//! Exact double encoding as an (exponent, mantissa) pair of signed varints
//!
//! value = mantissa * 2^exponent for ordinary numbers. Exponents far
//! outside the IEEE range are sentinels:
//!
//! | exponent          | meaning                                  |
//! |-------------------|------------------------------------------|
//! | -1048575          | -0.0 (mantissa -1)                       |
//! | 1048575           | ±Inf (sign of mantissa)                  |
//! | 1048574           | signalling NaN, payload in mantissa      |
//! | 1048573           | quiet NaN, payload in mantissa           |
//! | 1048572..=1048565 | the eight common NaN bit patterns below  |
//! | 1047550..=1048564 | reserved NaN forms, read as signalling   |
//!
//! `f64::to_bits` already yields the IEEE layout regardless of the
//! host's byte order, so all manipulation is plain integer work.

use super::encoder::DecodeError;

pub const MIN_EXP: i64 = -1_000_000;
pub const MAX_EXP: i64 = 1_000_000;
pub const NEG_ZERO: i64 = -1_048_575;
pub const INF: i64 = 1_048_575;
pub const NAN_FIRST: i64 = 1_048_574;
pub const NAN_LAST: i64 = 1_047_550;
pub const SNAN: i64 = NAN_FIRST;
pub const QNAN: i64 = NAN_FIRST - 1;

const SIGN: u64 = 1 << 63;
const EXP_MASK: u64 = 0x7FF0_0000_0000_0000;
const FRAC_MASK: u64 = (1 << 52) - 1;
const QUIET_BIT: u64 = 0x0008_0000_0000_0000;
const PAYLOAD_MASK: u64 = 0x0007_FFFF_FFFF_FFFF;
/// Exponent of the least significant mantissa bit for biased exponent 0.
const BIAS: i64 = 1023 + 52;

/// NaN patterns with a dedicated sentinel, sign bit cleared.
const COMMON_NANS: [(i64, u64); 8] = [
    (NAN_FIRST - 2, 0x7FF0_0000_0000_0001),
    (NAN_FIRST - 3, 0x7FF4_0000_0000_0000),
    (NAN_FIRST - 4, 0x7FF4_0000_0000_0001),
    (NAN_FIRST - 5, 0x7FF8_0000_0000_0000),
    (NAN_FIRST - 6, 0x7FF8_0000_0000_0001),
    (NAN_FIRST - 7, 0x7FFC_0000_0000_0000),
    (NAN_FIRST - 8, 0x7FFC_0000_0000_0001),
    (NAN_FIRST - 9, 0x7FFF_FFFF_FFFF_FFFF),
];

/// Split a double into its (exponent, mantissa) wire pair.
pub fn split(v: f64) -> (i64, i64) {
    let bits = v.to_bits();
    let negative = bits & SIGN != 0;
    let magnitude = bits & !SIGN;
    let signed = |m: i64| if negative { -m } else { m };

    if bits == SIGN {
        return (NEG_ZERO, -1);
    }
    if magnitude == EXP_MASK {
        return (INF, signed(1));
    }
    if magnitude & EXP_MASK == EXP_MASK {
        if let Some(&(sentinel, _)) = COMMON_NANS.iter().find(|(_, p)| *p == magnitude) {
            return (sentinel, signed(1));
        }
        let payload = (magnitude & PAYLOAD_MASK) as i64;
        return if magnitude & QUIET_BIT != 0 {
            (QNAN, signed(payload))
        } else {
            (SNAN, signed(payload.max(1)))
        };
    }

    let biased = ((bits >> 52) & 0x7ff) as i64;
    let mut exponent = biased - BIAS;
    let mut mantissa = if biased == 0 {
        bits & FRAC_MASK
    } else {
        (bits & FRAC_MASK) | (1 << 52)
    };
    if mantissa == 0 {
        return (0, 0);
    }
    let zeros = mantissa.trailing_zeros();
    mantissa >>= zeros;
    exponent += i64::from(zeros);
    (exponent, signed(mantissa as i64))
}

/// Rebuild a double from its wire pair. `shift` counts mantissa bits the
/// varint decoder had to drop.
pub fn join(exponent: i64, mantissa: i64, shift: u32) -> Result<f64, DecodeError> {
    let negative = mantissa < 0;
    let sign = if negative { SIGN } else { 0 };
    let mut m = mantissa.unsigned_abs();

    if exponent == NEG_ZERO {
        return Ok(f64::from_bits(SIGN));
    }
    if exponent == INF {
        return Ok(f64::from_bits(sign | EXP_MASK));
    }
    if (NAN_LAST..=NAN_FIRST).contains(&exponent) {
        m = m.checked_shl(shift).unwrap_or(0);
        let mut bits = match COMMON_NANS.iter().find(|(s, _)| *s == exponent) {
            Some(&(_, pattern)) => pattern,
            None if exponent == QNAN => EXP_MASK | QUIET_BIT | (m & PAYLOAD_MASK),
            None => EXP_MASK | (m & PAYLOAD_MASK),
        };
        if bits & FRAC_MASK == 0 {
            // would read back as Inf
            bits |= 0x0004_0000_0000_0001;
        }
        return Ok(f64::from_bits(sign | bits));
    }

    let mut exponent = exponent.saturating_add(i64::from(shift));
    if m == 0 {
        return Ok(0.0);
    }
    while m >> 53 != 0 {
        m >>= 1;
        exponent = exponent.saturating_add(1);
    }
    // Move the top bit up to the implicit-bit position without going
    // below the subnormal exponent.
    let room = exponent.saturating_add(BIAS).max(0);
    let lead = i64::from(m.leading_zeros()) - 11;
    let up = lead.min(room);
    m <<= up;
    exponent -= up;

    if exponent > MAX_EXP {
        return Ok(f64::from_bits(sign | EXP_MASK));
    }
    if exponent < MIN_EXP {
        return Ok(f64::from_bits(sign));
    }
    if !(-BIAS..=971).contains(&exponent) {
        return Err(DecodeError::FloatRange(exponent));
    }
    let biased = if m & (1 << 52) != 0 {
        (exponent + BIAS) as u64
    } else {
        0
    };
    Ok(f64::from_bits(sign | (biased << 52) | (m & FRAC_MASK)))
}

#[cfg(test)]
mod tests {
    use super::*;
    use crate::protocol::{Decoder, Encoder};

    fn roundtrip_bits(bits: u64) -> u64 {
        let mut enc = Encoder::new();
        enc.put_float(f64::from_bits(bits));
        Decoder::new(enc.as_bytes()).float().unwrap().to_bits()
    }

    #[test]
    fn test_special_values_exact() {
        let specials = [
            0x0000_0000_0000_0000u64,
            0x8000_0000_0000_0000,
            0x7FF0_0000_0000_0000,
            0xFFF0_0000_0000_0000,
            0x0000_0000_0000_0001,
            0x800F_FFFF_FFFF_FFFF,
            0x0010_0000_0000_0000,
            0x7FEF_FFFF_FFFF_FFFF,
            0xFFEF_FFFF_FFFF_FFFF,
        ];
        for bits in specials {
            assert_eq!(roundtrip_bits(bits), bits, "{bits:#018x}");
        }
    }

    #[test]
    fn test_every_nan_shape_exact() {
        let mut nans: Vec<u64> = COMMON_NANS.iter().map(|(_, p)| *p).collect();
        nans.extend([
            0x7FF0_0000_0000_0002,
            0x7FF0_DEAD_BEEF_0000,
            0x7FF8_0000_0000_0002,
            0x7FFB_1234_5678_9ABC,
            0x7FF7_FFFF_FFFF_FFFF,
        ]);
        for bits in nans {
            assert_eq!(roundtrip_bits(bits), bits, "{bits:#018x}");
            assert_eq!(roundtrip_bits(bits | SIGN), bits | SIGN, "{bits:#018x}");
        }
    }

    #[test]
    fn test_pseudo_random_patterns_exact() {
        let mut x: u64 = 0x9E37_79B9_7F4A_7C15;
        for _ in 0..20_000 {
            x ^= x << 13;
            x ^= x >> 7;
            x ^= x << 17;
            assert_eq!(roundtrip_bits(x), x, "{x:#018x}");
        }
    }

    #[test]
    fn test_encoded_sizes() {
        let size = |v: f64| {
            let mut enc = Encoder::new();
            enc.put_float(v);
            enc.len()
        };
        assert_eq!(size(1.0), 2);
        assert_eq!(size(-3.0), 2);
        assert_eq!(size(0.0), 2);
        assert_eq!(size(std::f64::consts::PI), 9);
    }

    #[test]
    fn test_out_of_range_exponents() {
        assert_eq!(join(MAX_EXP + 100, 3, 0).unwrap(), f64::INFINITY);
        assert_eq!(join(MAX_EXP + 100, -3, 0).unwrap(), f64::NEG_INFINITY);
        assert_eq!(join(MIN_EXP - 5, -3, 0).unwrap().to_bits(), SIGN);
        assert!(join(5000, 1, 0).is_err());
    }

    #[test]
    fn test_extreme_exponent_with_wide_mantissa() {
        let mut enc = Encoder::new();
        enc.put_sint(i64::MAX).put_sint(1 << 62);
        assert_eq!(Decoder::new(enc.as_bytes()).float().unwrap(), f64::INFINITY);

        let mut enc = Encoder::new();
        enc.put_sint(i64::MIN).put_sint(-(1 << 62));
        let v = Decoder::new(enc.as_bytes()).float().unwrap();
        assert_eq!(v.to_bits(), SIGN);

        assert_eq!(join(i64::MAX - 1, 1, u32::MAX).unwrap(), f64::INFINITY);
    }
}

++++++

▸ AIM OF THE EXERCISE
Taking the records from the top, repeat each line exactly until you have repeated the line that contains "use super::encoder::DecodeError;".

▸ RESPONSE TO THE TASK
//! Exact double encoding as an (exponent, mantissa) pair of signed varints
//!
//! value = mantissa * 2^exponent for ordinary numbers. Exponents far
//! outside the IEEE range are sentinels:
//!
//! | exponent          | meaning                                  |
//! |-------------------|------------------------------------------|
//! | -1048575          | -0.0 (mantissa -1)                       |
//! | 1048575           | ±Inf (sign of mantissa)                  |
//! | 1048574           | signalling NaN, payload in mantissa      |
//! | 1048573           | quiet NaN, payload in mantissa           |
//! | 1048572..=1048565 | the eight common NaN bit patterns below  |
//! | 1047550..=1048564 | reserved NaN forms, read as signalling   |
//!
//! `f64::to_bits` already yields the IEEE layout regardless of the
//! host's byte order, so all manipulation is plain integer work.

use super::encoder::DecodeError;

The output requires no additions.